1960 book on political partisanship

The American Voter, published in 1960, is a seminal study of voting behavior in the United States, authored by Angus Campbell, Philip Converse, Warren Miller, and Donald E. Stokes, colleagues at the University of Michigan. Among its controversial conclusions, based on one of the first comprehensive studies of election survey data (what eventually became the National Election Studies), is that most voters cast their ballots primarily on the basis of partisan identification (which is often simply inherited from their parents), and that independent voters are actually the least involved in and attentive to politics. This theory of voter choice became known as the Michigan Model. It was later extended to the United Kingdom by David Butler and Donald Stokes in Political change in Britain.

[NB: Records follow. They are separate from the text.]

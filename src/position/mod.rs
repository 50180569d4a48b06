//! The board, with anchor computation, tile placement, word validation and scoring.

use std::collections::BTreeMap;
use std::fmt;
use std::ops::Index;
use std::sync::Arc;

use arrayvec::ArrayVec;
#[cfg(feature = "serde")]
use serde::{Deserialize, Serialize};

use crate::dictionary::Dictionary;

pub use premium::{standard_premium, Premium};
pub use square::{squares_iterator, Direction, Square};
pub use tile::{letter_value, Tile, BLANK, STANDARD_DISTRIBUTION};

pub mod premium;
pub mod square;
pub mod tile;

pub const BOARD_SIZE: usize = 15;
pub const NUM_SQUARES: usize = BOARD_SIZE * BOARD_SIZE;
/// Maximum number of tiles in a rack
pub const RACK_SIZE: usize = 7;
/// Awarded for using every tile of a full rack in one play
pub const BINGO_BONUS: u32 = 50;

/// A contiguous run of occupied squares along one axis.
pub type Word = ArrayVec<Square, BOARD_SIZE>;

/// The dictionary handle shared between a board and its scratch copies.
pub type SharedDictionary = Arc<dyn Dictionary + Send + Sync>;

/// One board position. The premium is fixed at creation, the occupant is written at most once per game.
#[derive(Clone, Copy, Debug, Default, PartialEq, Eq, Hash)]
#[cfg_attr(feature = "serde", derive(Serialize, Deserialize))]
pub struct Cell {
    occupant: Option<Tile>,
    premium: Premium,
}

impl Cell {
    pub fn occupant(&self) -> Option<Tile> {
        self.occupant
    }

    pub fn premium(&self) -> Premium {
        self.premium
    }

    pub fn is_empty(&self) -> bool {
        self.occupant.is_none()
    }
}

/// Tiles written to the board by a single `place_tiles` call.
///
/// Only squares that were empty before the call are listed in `placed`. A
/// tile whose target already held the same letter is matched, not placed.
#[derive(Clone, Debug, PartialEq, Eq)]
pub struct Placement {
    start: Square,
    direction: Direction,
    placed: ArrayVec<(Square, Tile), BOARD_SIZE>,
}

impl Placement {
    pub fn start(&self) -> Square {
        self.start
    }

    pub fn direction(&self) -> Direction {
        self.direction
    }

    /// Newly written squares, in placement order
    pub fn squares(&self) -> impl Iterator<Item = Square> + '_ {
        self.placed.iter().map(|(square, _)| *square)
    }

    /// Tiles actually taken from the rack
    pub fn tiles(&self) -> impl Iterator<Item = Tile> + '_ {
        self.placed.iter().map(|(_, tile)| *tile)
    }

    pub fn len(&self) -> usize {
        self.placed.len()
    }

    pub fn is_empty(&self) -> bool {
        self.placed.is_empty()
    }

    fn contains(&self, square: Square) -> bool {
        self.placed.iter().any(|(sq, _)| *sq == square)
    }
}

/// Complete state of a board, plus the dictionary used to validate words on it.
#[derive(Clone)]
pub struct Board {
    cells: [Cell; NUM_SQUARES],
    first_play: bool,
    dictionary: SharedDictionary,
}

impl PartialEq for Board {
    fn eq(&self, other: &Self) -> bool {
        self.cells == other.cells && self.first_play == other.first_play
    }
}

impl Eq for Board {}

impl Index<Square> for Board {
    type Output = Cell;

    fn index(&self, square: Square) -> &Self::Output {
        &self.cells[square.index()]
    }
}

impl fmt::Display for Board {
    fn fmt(&self, f: &mut fmt::Formatter<'_>) -> fmt::Result {
        write!(f, "   ")?;
        for col in 0..BOARD_SIZE as u8 {
            write!(f, " {}", (b'A' + col) as char)?;
        }
        writeln!(f)?;
        for row in 0..BOARD_SIZE as u8 {
            write!(f, "{:>2} ", row + 1)?;
            for col in 0..BOARD_SIZE as u8 {
                let cell = self[Square::new(row, col)];
                match cell.occupant {
                    Some(tile) => write!(f, " {}", tile.letter())?,
                    None => write!(f, " {}", cell.premium.display_char())?,
                }
            }
            writeln!(f)?;
        }
        Ok(())
    }
}

impl fmt::Debug for Board {
    fn fmt(&self, f: &mut fmt::Formatter<'_>) -> fmt::Result {
        write!(f, "{}", self)?;
        writeln!(f, "First play: {}", self.first_play)
    }
}

impl Board {
    /// An empty board with the standard premium layout.
    pub fn new(dictionary: SharedDictionary) -> Self {
        Self::with_layout(dictionary, standard_premium)
    }

    pub fn with_layout(dictionary: SharedDictionary, layout: impl Fn(Square) -> Premium) -> Self {
        let mut cells = [Cell::default(); NUM_SQUARES];
        for square in squares_iterator() {
            cells[square.index()].premium = layout(square);
        }
        Board {
            cells,
            first_play: true,
            dictionary,
        }
    }

    /// Build a standard board from one string per row, `.` for empty cells.
    /// Lowercase letters are blanks bound to that letter.
    pub fn from_rows(dictionary: SharedDictionary, rows: &[&str]) -> Result<Self, pgn_traits::Error> {
        if rows.len() != BOARD_SIZE {
            return Err(pgn_traits::Error::new_parse_error(format!(
                "Couldn't parse board, had {} rows instead of {}",
                rows.len(),
                BOARD_SIZE
            )));
        }
        let mut board = Board::new(dictionary);
        for (row, row_str) in rows.iter().enumerate() {
            let chars: Vec<char> = row_str.trim().chars().collect();
            if chars.len() != BOARD_SIZE {
                return Err(pgn_traits::Error::new_parse_error(format!(
                    "Couldn't parse row \"{}\", had {} cells instead of {}",
                    row_str,
                    chars.len(),
                    BOARD_SIZE
                )));
            }
            for (col, ch) in chars.into_iter().enumerate() {
                let tile = match ch {
                    '.' => continue,
                    'A'..='Z' => Tile::standard(ch),
                    'a'..='z' => Tile::blank().bind(ch),
                    _ => None,
                }
                .ok_or_else(|| {
                    pgn_traits::Error::new_parse_error(format!(
                        "Unexpected '{}' in row \"{}\"",
                        ch, row_str
                    ))
                })?;
                board.cells[Square::new(row as u8, col as u8).index()].occupant = Some(tile);
                board.first_play = false;
            }
        }
        Ok(board)
    }

    /// The inverse of `from_rows`. Blanks are not distinguished from regular tiles.
    pub fn to_rows(&self) -> Vec<String> {
        (0..BOARD_SIZE as u8)
            .map(|row| {
                (0..BOARD_SIZE as u8)
                    .map(|col| {
                        self[Square::new(row, col)]
                            .occupant
                            .map_or('.', |tile| tile.letter())
                    })
                    .collect()
            })
            .collect()
    }

    pub fn dictionary(&self) -> &SharedDictionary {
        &self.dictionary
    }

    pub fn occupant(&self, square: Square) -> Option<Tile> {
        self[square].occupant
    }

    pub fn is_occupied(&self, square: Square) -> bool {
        self[square].occupant.is_some()
    }

    /// True until the first tile is committed
    pub fn is_first_play(&self) -> bool {
        self.first_play
    }

    pub fn is_empty(&self) -> bool {
        self.cells.iter().all(Cell::is_empty)
    }

    /// Overwrite this board with another board's state, without reallocating.
    pub fn copy_from(&mut self, other: &Board) {
        self.cells = other.cells;
        self.first_play = other.first_play;
        self.dictionary = Arc::clone(&other.dictionary);
    }

    /// Whether a play may start on `square`. Before the first committed play only the
    /// centre qualifies, otherwise any empty square next to a tile.
    pub fn is_anchor(&self, square: Square) -> bool {
        if self.first_play {
            square == Square::center()
        } else {
            !self.is_occupied(square)
                && square
                    .neighbours()
                    .any(|neighbour| self.is_occupied(neighbour))
        }
    }

    /// Every anchor square, with the orientation that extends its neighbouring tiles.
    ///
    /// Horizontal when a tile is to the left or right, otherwise vertical.
    /// Before the first committed play this is only the centre, horizontal.
    pub fn playable_squares(&self) -> BTreeMap<Square, Direction> {
        let mut anchors = BTreeMap::new();
        if self.first_play {
            anchors.insert(Square::center(), Direction::Horizontal);
            return anchors;
        }
        for square in squares_iterator() {
            if !self.is_anchor(square) {
                continue;
            }
            let horizontal_neighbour = [
                square.prev(Direction::Horizontal),
                square.next(Direction::Horizontal),
            ]
            .into_iter()
            .flatten()
            .any(|neighbour| self.is_occupied(neighbour));
            let direction = if horizontal_neighbour {
                Direction::Horizontal
            } else {
                Direction::Vertical
            };
            anchors.insert(square, direction);
        }
        anchors
    }

    /// Write `tiles` into consecutive cells from `start` along `direction`.
    ///
    /// A cell already holding the same letter is passed over without consuming
    /// the tile. Fails without touching the board if `start` is not an anchor,
    /// the run leaves the board, a cell holds a different letter, a tile is an
    /// unbound blank, or nothing would be written.
    pub fn place_tiles(
        &mut self,
        start: Square,
        tiles: &[Tile],
        direction: Direction,
    ) -> Option<Placement> {
        if tiles.is_empty()
            || tiles.len() > BOARD_SIZE
            || !tiles.iter().all(|tile| tile.is_placeable())
            || !self.is_anchor(start)
        {
            return None;
        }

        let mut placed = ArrayVec::new();
        for (i, tile) in tiles.iter().enumerate() {
            let square = start.jump(direction, i)?;
            match self.occupant(square) {
                None => placed.push((square, *tile)),
                Some(existing) if existing.letter() == tile.letter() => (),
                Some(_) => return None,
            }
        }
        if placed.is_empty() {
            return None;
        }

        for (square, tile) in placed.iter() {
            self.cells[square.index()].occupant = Some(*tile);
        }
        Some(Placement {
            start,
            direction,
            placed,
        })
    }

    /// Clear the cells written by `placement`.
    pub(crate) fn retract(&mut self, placement: &Placement) {
        for (square, tile) in placement.placed.iter() {
            let cell = &mut self.cells[square.index()];
            assert_eq!(
                cell.occupant,
                Some(*tile),
                "Tried to retract {} from {}, which holds {:?}",
                tile,
                square,
                cell.occupant
            );
            cell.occupant = None;
        }
    }

    /// Mark a placement as permanent.
    pub(crate) fn commit(&mut self, placement: &Placement) {
        debug_assert!(placement
            .squares()
            .all(|square| self.is_occupied(square)));
        self.first_play = false;
    }

    /// The full run of occupied squares through `square` along `direction`.
    pub fn run_through(&self, square: Square, direction: Direction) -> Word {
        let mut first = square;
        while let Some(prev) = first.prev(direction) {
            if !self.is_occupied(prev) {
                break;
            }
            first = prev;
        }
        let mut word = Word::new();
        let mut current = Some(first);
        while let Some(square) = current {
            if !self.is_occupied(square) {
                break;
            }
            word.push(square);
            current = square.next(direction);
        }
        word
    }

    /// The main word of `placement` followed by every crossing word of two or more letters.
    ///
    /// The main word is always included, even when it is a single letter.
    pub fn words_formed(&self, placement: &Placement) -> Vec<Word> {
        let mut words = Vec::with_capacity(placement.len() + 1);
        if let Some(first) = placement.squares().next() {
            words.push(self.run_through(first, placement.direction));
        }
        let cross_direction = placement.direction.perpendicular();
        for square in placement.squares() {
            let cross_word = self.run_through(square, cross_direction);
            if cross_word.len() >= 2 {
                words.push(cross_word);
            }
        }
        words
    }

    pub fn word_string(&self, word: &[Square]) -> String {
        word.iter()
            .filter_map(|square| self.occupant(*square))
            .map(Tile::letter)
            .collect()
    }

    /// Validate every word formed by `placement` against the dictionary.
    ///
    /// The main word must have at least two letters. Does not modify the board.
    pub fn check_words(&self, placement: &Placement) -> bool {
        let words = self.words_formed(placement);
        match words.first() {
            Some(main_word) if main_word.len() >= 2 => (),
            _ => return false,
        }
        words
            .iter()
            .all(|word| self.dictionary.is_valid_word(&self.word_string(word)))
    }

    /// Score of one word. Letter multipliers are summed in first, then word
    /// multipliers are applied. Premiums only count on squares in `newly_placed`.
    pub fn word_score(&self, word: &[Square], newly_placed: &Placement) -> u32 {
        let mut letter_sum = 0;
        let mut word_multiplier = 1;
        for square in word {
            let cell = self[*square];
            let points = cell.occupant.map_or(0, |tile| tile.points() as u32);
            if newly_placed.contains(*square) {
                letter_sum += points * cell.premium.letter_multiplier();
                word_multiplier *= cell.premium.word_multiplier();
            } else {
                letter_sum += points;
            }
        }
        letter_sum * word_multiplier
    }

    /// Total score of a placement: main word, every crossing word, and the bingo bonus.
    pub fn move_score(&self, placement: &Placement) -> u32 {
        let words_score: u32 = self
            .words_formed(placement)
            .iter()
            .filter(|word| word.len() >= 2)
            .map(|word| self.word_score(word, placement))
            .sum();
        if placement.len() == RACK_SIZE {
            words_score + BINGO_BONUS
        } else {
            words_score
        }
    }
}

The American Voter established a baseline for most of the scholarly debate that has followed in the decades since. Criticism has followed along several different lines. Some argue that Campbell and his colleagues set the bar too high, expecting voters to be far more sophisticated and rational than is reasonable. Some scholars, most notably V. O. Key, Jr., in The Responsible Electorate, have argued, in part based on reinterpretation of the same data, that voters are more rational than The American Voter gives them credit for. His famous line "Voters are not fools" summarizes this view. Successors in the Michigan school have argued that in relying heavily on data from the 1956 presidential election, The American Voter drew conclusions that were not accurate over time; in particular, partisan identification has weakened in the years since 1956, a phenomenon sometimes known as dealignment (see political realignment).

The American Voter has served as a springboard from which many modern political scientists form their views on voting behavior even though the study only represents one specific time in one particular place.

Warren Miller (d. 1999) and Merrill Shanks from the University of California, Berkeley have revisited many of these questions in The New American Voter (1996), which argues against the dealignment notion, preferring the term "nonalignment" based on their conclusion that the decline in partisan identification is mostly a matter of new voters not aligning with a party rather than older voters abandoning their previous allegiances.